I do not want to tell you about the somewhat ridiculousness of my life the past few weeks. I fear irony, I fear, so powerfully and utterly, failure, I am scared and frustrated and a little annoyed and oh, so weary all rolled up into one.
I have observed that conservation is a lot about how you are raised. And I do mean being raised with decent exposure to nature, so that you care about nature because you have happy memories in it but also understand it, don't fear it, and hopefully had many chances for things you observed or experience to trigger your sense of wonder.
The kind of conversation where you feel driven to do things like recycle, turn lights off, turn the heat down, never leave the water running, endeavor not to throw away uneaten food simply because you don't want to finish it--that kind of conservation is also in how you are raised. I was raised by middle-class environmentalists. We turned the light off when we left the room. We didn't leave the water running. Because we cared about conserving resources so that they might last into perpetuity or so that harmful effects could be minimized, and yes, those were some of the most important values instilled in me at an early age--but also because leaving the lights on and the water running costs money.
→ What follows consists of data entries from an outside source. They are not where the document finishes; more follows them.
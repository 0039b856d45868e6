//! Integration test: create a player, learn and equip a skill, equip gear
//! from the storage ring, compose battle-ready stats, and resolve a full
//! duel against an opponent with the same catalogs.

use cultivation_core::combat::resolve_battle;
use cultivation_core::config::default_catalogs;
use cultivation_core::player::create_player;
use cultivation_core::stats_pipeline::compose_stats;
use cultivation_core::types::{BattleKind, CultivationPath, EquipmentSlot};

use rand::SeedableRng;
use rand_chacha::ChaCha8Rng;

#[test]
fn full_loadout_to_combat_flow() {
    let catalogs = default_catalogs();
    let realm_zero = catalogs.realm(0).expect("default catalogs always have realm 0");
    let mut rng = ChaCha8Rng::seed_from_u64(7);

    let mut player = create_player(
        "integration_player",
        Some("Test Cultivator".to_string()),
        CultivationPath::Spirit,
        realm_zero,
        0,
        &mut rng,
    );
    let mut opponent = create_player(
        "integration_opponent",
        Some("Test Rival".to_string()),
        CultivationPath::Body,
        realm_zero,
        0,
        &mut rng,
    );

    // Gear both combatants from their storage rings, matching how a shop
    // purchase or bounty reward would land items before equip_item runs.
    for p in [&mut player, &mut opponent] {
        p.storage_ring.store("iron_sword", 1).expect("default storage ring has room");
        p.storage_ring.store("azure_robe", 1).expect("default storage ring has room");
        p.storage_ring.store("basic_sword_art", 1).expect("default storage ring has room");
        p.learned_skills.insert("flowing_blade".to_string());
        assert!(p.equip_skill("flowing_blade"));

        p.storage_ring.retrieve("iron_sword", 1).unwrap();
        p.equipment.set(EquipmentSlot::Weapon, Some("iron_sword".to_string()));
        p.storage_ring.retrieve("azure_robe", 1).unwrap();
        p.equipment.set(EquipmentSlot::Armor, Some("azure_robe".to_string()));
        p.storage_ring.retrieve("basic_sword_art", 1).unwrap();
        p.equipment.set(EquipmentSlot::MainTechnique, Some("basic_sword_art".to_string()));
    }

    let player_stats = compose_stats(&player, &catalogs, 0).stats;
    let opponent_stats = compose_stats(&opponent, &catalogs, 0).stats;

    assert!(player_stats.physical_attack > player.physical_attack, "equipment and technique should raise attack above base");
    assert_eq!(player_stats.skills.len(), 1, "the one equipped skill should resolve");

    let outcome = resolve_battle(player_stats, opponent_stats, BattleKind::Duel, &mut rng);

    assert!(outcome.rounds >= 1);
    assert!(outcome.rounds <= 50);
    assert!(!outcome.log.is_empty());
    // A duel always runs to a death or the round cap, never a surrender.
    assert!(!outcome.attacker_final.is_alive() || !outcome.defender_final.is_alive() || outcome.rounds == 50);
}

#[test]
fn battle_is_deterministic_given_the_same_seed() {
    let catalogs = default_catalogs();
    let realm_zero = catalogs.realm(0).unwrap();

    let run = || {
        let mut rng = ChaCha8Rng::seed_from_u64(99);
        let player = create_player("a", None, CultivationPath::Spirit, realm_zero, 0, &mut rng);
        let opponent = create_player("b", None, CultivationPath::Body, realm_zero, 0, &mut rng);
        let player_stats = compose_stats(&player, &catalogs, 0).stats;
        let opponent_stats = compose_stats(&opponent, &catalogs, 0).stats;
        resolve_battle(player_stats, opponent_stats, BattleKind::Duel, &mut rng)
    };

    let first = run();
    let second = run();
    assert_eq!(first.winner, second.winner);
    assert_eq!(first.rounds, second.rounds);
    assert_eq!(first.log, second.log);
}
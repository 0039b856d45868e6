//! BattleOutcome - the result of resolving one battle

use serde::{Deserialize, Serialize};

use super::stats::CombatStats;

/// Outcome of a battle: winner/loser ids (both `None` on a draw), the final
/// snapshots for both sides, a human-readable round-by-round log, and the
/// round count the battle actually ran for.
#[derive(Debug, Clone, Serialize, Deserialize)]
pub struct BattleOutcome {
    pub winner: Option<String>,
    pub loser: Option<String>,
    pub attacker_final: CombatStats,
    pub defender_final: CombatStats,
    pub log: Vec<String>,
    pub rounds: u32,
}

impl BattleOutcome {
    pub fn is_draw(&self) -> bool {
        self.winner.is_none() && self.loser.is_none()
    }
}
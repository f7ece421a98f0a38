pub mod toml_config;

use crate::core::ConfigProvider;
use crate::utils::error::Result;
use crate::utils::validation::{validate_non_empty_string, validate_positive_number, validate_url, Validate};
use serde::{Deserialize, Serialize};
use std::collections::HashMap;
use toml_config::TomlConfig;

pub const DEFAULT_API_ENDPOINT: &str = "https://health-plan-apis.onrender.com/calculate_premium";
pub const DEFAULT_PROMPT: &str = "quote> ";

/// 命令列參數；未指定的項目由設定檔或預設值補上
#[cfg(feature = "cli")]
#[derive(Debug, Clone, Default, Serialize, Deserialize, clap::Parser)]
#[command(name = "premium-cart")]
#[command(about = "Insurance premium calculator with an in-memory plan cart")]
pub struct CliConfig {
    /// Premium calculation endpoint (POST)
    #[arg(long)]
    pub api_endpoint: Option<String>,

    /// Path to a TOML configuration file
    #[arg(short, long)]
    pub config: Option<String>,

    /// Abort requests that take longer than this many seconds
    #[arg(long)]
    pub timeout_seconds: Option<u64>,

    /// Read commands line by line without prompts (for piped input)
    #[arg(long)]
    pub script: bool,

    #[arg(short, long, help = "Enable verbose output")]
    pub verbose: bool,

    #[arg(long, help = "Emit logs as JSON")]
    pub log_json: bool,
}

#[cfg(feature = "cli")]
impl CliConfig {
    /// 合併順序：預設值 ← 設定檔 ← 命令列
    pub fn resolve(&self) -> Result<AppConfig> {
        let mut config = match &self.config {
            Some(path) => {
                tracing::info!("📁 Loading configuration from: {}", path);
                let file_config = TomlConfig::from_file(path)?;
                file_config.validate()?;
                AppConfig::from_toml(file_config)
            }
            None => AppConfig::default(),
        };

        if let Some(endpoint) = &self.api_endpoint {
            config.api_endpoint = endpoint.clone();
        }
        if let Some(timeout) = self.timeout_seconds {
            config.timeout_seconds = Some(timeout);
        }

        Ok(config)
    }
}

/// 合併後實際使用的設定
#[derive(Debug, Clone, PartialEq, Eq, Serialize, Deserialize)]
pub struct AppConfig {
    pub api_endpoint: String,
    pub timeout_seconds: Option<u64>,
    pub headers: HashMap<String, String>,
    pub prompt: String,
}

impl Default for AppConfig {
    fn default() -> Self {
        Self {
            api_endpoint: DEFAULT_API_ENDPOINT.to_string(),
            timeout_seconds: None,
            headers: HashMap::new(),
            prompt: DEFAULT_PROMPT.to_string(),
        }
    }
}

impl AppConfig {
    pub fn from_toml(file: TomlConfig) -> Self {
        let defaults = Self::default();
        let prompt = file.prompt().map(str::to_string).unwrap_or(defaults.prompt);
        Self {
            api_endpoint: file.service.endpoint.unwrap_or(defaults.api_endpoint),
            timeout_seconds: file.service.timeout_seconds,
            headers: file.service.headers.unwrap_or_default(),
            prompt,
        }
    }
}

impl ConfigProvider for AppConfig {
    fn api_endpoint(&self) -> &str {
        &self.api_endpoint
    }

    fn timeout_seconds(&self) -> Option<u64> {
        self.timeout_seconds
    }

    fn extra_headers(&self) -> Option<&HashMap<String, String>> {
        if self.headers.is_empty() {
            None
        } else {
            Some(&self.headers)
        }
    }
}

impl Validate for AppConfig {
    fn validate(&self) -> Result<()> {
        validate_url("api_endpoint", &self.api_endpoint)?;
        if let Some(timeout) = self.timeout_seconds {
            validate_positive_number("timeout_seconds", timeout, 1)?;
        }
        validate_non_empty_string("prompt", &self.prompt)?;
        Ok(())
    }
}
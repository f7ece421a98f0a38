// Adapters layer: concrete implementations for external systems.

pub mod http;

pub use http::HttpPremiumService;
The people I've watched not do these things who I've known well enough to converse about it reveal that their childhood was absent such messages, whether for not having the values, or just not worrying about the money. To me, who cannot encounter a dripping faucet I can't fix and not start to feel very upset, this is extremely infuriorating.
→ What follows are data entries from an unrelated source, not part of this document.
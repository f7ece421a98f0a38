use std::fmt;
use thiserror::Error;

/// 所有網路類錯誤共用的使用者訊息
pub const GENERIC_PREMIUM_ERROR: &str = "Error calculating premium. Please try again later.";

/// 年齡超出範圍時顯示的訊息（下限 18 並未實際檢查）
pub const AGE_RANGE_MESSAGE: &str = "Ages must be between 18 and 65.";

/// 單一欄位的驗證失敗
#[derive(Debug, Clone, PartialEq, Eq)]
pub struct FieldError {
    pub field: String,
    pub message: String,
}

impl FieldError {
    pub fn new(field: impl Into<String>, message: impl Into<String>) -> Self {
        Self {
            field: field.into(),
            message: message.into(),
        }
    }
}

impl fmt::Display for FieldError {
    fn fmt(&self, f: &mut fmt::Formatter<'_>) -> fmt::Result {
        write!(f, "{}: {}", self.field, self.message)
    }
}

#[derive(Error, Debug)]
pub enum QuoteError {
    #[error("Form validation failed: {}", join_field_errors(.errors))]
    ValidationError { errors: Vec<FieldError> },

    #[error("Invalid age value: '{token}' is not a whole number")]
    AgeParseError { token: String },

    #[error("Age {age} exceeds the maximum of 65")]
    AgeOutOfRangeError { age: String },

    #[error("Invalid value '{value}' for {field}. Allowed: {allowed}")]
    InvalidChoiceError {
        field: String,
        value: String,
        allowed: String,
    },

    #[error("API request failed: {0}")]
    ApiError(#[from] reqwest::Error),

    #[error("Premium service returned HTTP {status}")]
    StatusError { status: u16 },

    #[error("Malformed premium response: {message}")]
    MalformedResponseError { message: String },

    #[error("A premium calculation is already in progress")]
    SubmissionInFlight,

    #[error("Cart index {index} is out of range (cart has {len} items)")]
    IndexOutOfRange { index: usize, len: usize },

    #[error("Invalid configuration value for {field}: '{value}' ({reason})")]
    InvalidConfigValueError {
        field: String,
        value: String,
        reason: String,
    },

    #[error("Configuration parsing error: {message}")]
    ConfigParseError { message: String },

    #[error("IO error: {0}")]
    IoError(#[from] std::io::Error),
}

fn join_field_errors(errors: &[FieldError]) -> String {
    errors
        .iter()
        .map(|e| e.to_string())
        .collect::<Vec<_>>()
        .join("; ")
}

#[derive(Debug, Clone, Copy, PartialEq, Eq)]
pub enum ErrorCategory {
    Validation,
    Network,
    Session,
    Configuration,
    System,
}

#[derive(Debug, Clone, Copy, PartialEq, Eq, PartialOrd, Ord)]
pub enum ErrorSeverity {
    Low,
    Medium,
    High,
    Critical,
}

impl QuoteError {
    pub fn category(&self) -> ErrorCategory {
        match self {
            QuoteError::ValidationError { .. }
            | QuoteError::AgeParseError { .. }
            | QuoteError::AgeOutOfRangeError { .. }
            | QuoteError::InvalidChoiceError { .. } => ErrorCategory::Validation,
            QuoteError::ApiError(_)
            | QuoteError::StatusError { .. }
            | QuoteError::MalformedResponseError { .. } => ErrorCategory::Network,
            QuoteError::SubmissionInFlight | QuoteError::IndexOutOfRange { .. } => {
                ErrorCategory::Session
            }
            QuoteError::InvalidConfigValueError { .. }
            | QuoteError::ConfigParseError { .. } => ErrorCategory::Configuration,
            QuoteError::IoError(_) => ErrorCategory::System,
        }
    }

    pub fn severity(&self) -> ErrorSeverity {
        match self.category() {
            ErrorCategory::Validation | ErrorCategory::Session => ErrorSeverity::Low,
            ErrorCategory::Network => ErrorSeverity::Medium,
            ErrorCategory::Configuration => ErrorSeverity::High,
            ErrorCategory::System => ErrorSeverity::Critical,
        }
    }

    /// 網路錯誤一律收斂成同一則訊息，細節只寫進日誌
    pub fn user_friendly_message(&self) -> String {
        match self {
            QuoteError::ValidationError { errors } => errors
                .iter()
                .map(|e| e.message.clone())
                .collect::<Vec<_>>()
                .join("\n"),
            QuoteError::AgeOutOfRangeError { .. } => AGE_RANGE_MESSAGE.to_string(),
            QuoteError::AgeParseError { token } => {
                format!("'{}' is not a valid age. Use whole numbers, e.g. 25,35,40", token)
            }
            QuoteError::InvalidChoiceError { field, allowed, .. } => {
                format!("Please select a valid {} ({})", field, allowed)
            }
            QuoteError::ApiError(_)
            | QuoteError::StatusError { .. }
            | QuoteError::MalformedResponseError { .. } => GENERIC_PREMIUM_ERROR.to_string(),
            QuoteError::SubmissionInFlight => {
                "Please wait for the current premium calculation to finish.".to_string()
            }
            QuoteError::IndexOutOfRange { index, len } => {
                if *len == 0 {
                    format!("No cart item at position {}: the cart is empty.", index)
                } else {
                    format!(
                        "No cart item at position {}. Valid positions are 0 to {}.",
                        index,
                        len - 1
                    )
                }
            }
            other => other.to_string(),
        }
    }

    pub fn recovery_suggestion(&self) -> &'static str {
        match self {
            QuoteError::ValidationError { .. } => "Fill in every field and submit again",
            QuoteError::AgeParseError { .. } => "Enter ages as comma-separated whole numbers",
            QuoteError::AgeOutOfRangeError { .. } => "Remove or correct ages above 65",
            QuoteError::InvalidChoiceError { .. } => "Pick one of the listed options",
            QuoteError::ApiError(_) => "Check your network connection and the service endpoint",
            QuoteError::StatusError { .. } => "The premium service may be unavailable; try again later",
            QuoteError::MalformedResponseError { .. } => {
                "Verify the endpoint points at the premium calculation API"
            }
            QuoteError::SubmissionInFlight => "Wait for the pending request to complete",
            QuoteError::IndexOutOfRange { .. } => "Run `cart` to see valid positions",
            QuoteError::InvalidConfigValueError { .. } => "Correct the configuration value and restart",
            QuoteError::ConfigParseError { .. } => "Make sure the config file is valid TOML",
            QuoteError::IoError(_) => "Check file paths and permissions",
        }
    }
}

pub type Result<T> = std::result::Result<T, QuoteError>;

#[cfg(test)]
mod tests {
    use super::*;

    #[test]
    fn test_network_errors_share_generic_message() {
        let status = QuoteError::StatusError { status: 503 };
        let malformed = QuoteError::MalformedResponseError {
            message: "missing total_premium".to_string(),
        };

        assert_eq!(status.user_friendly_message(), GENERIC_PREMIUM_ERROR);
        assert_eq!(malformed.user_friendly_message(), GENERIC_PREMIUM_ERROR);
        assert_eq!(status.category(), ErrorCategory::Network);
        assert_eq!(status.severity(), ErrorSeverity::Medium);
    }

    #[test]
    fn test_validation_message_lists_each_field() {
        let err = QuoteError::ValidationError {
            errors: vec![
                FieldError::new("ages", "Please enter ages!"),
                FieldError::new("tenure", "Please select tenure!"),
            ],
        };

        let message = err.user_friendly_message();
        assert!(message.contains("Please enter ages!"));
        assert!(message.contains("Please select tenure!"));
        assert_eq!(err.severity(), ErrorSeverity::Low);
    }

    #[test]
    fn test_age_range_message_keeps_documented_bounds() {
        let err = QuoteError::AgeOutOfRangeError {
            age: "70".to_string(),
        };
        assert_eq!(err.user_friendly_message(), AGE_RANGE_MESSAGE);
    }

    #[test]
    fn test_index_out_of_range_message() {
        let empty = QuoteError::IndexOutOfRange { index: 0, len: 0 };
        assert!(empty.user_friendly_message().contains("empty"));

        let err = QuoteError::IndexOutOfRange { index: 5, len: 2 };
        assert!(err.user_friendly_message().contains("0 to 1"));
    }
}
But then I met my Significant Other, who was raised with the same values but was also raised in much less well-off circumstances. They also didn't leave the lights on, they also never left the water running. But they wouldn't even turn lights on unless they were sure to use them for a while, and kept buckets ready to collect and utilize running water. They sure as hell never threw food away, food being pretty hard-earned at times.
Half of our arguments are about me forgetting to turn some light off, or throwing something away that doesn't need to be thrown away, or failing to re-use something that had never occurred to me was possible to re-use. And I feel bad about it, because he has good reasons, it's all about the values I already have, but I have such a damned hard time remembering sometimes. I don't think about it, even though I am someone inclined to think about that sort of thing. I don't think about taking it to the level that he does, and I have tried and tried but I don't know how to make myself notice and realize.
And I get angry, when he reminds me. I get defensive and upset even though I always admit to myself that I would rather remember and do it that way because it does save some money and is more in line with my conservation values. Admittedly, he doesn't always remind me in a very patient-person sort of way, this late in the game, but I get angry even though I think he's right, because being reminded of something over and again makes a person irritable.
This is the problem with trying to espouse environmentalism to people who were not raised in a way that makes these sort of things obvious. I still think conservation is one large piece of doing what is right, because that is one my values, and those values are just as important to me as anyone else's are to them. I've run out of thought and time right now to tackle what to do about this.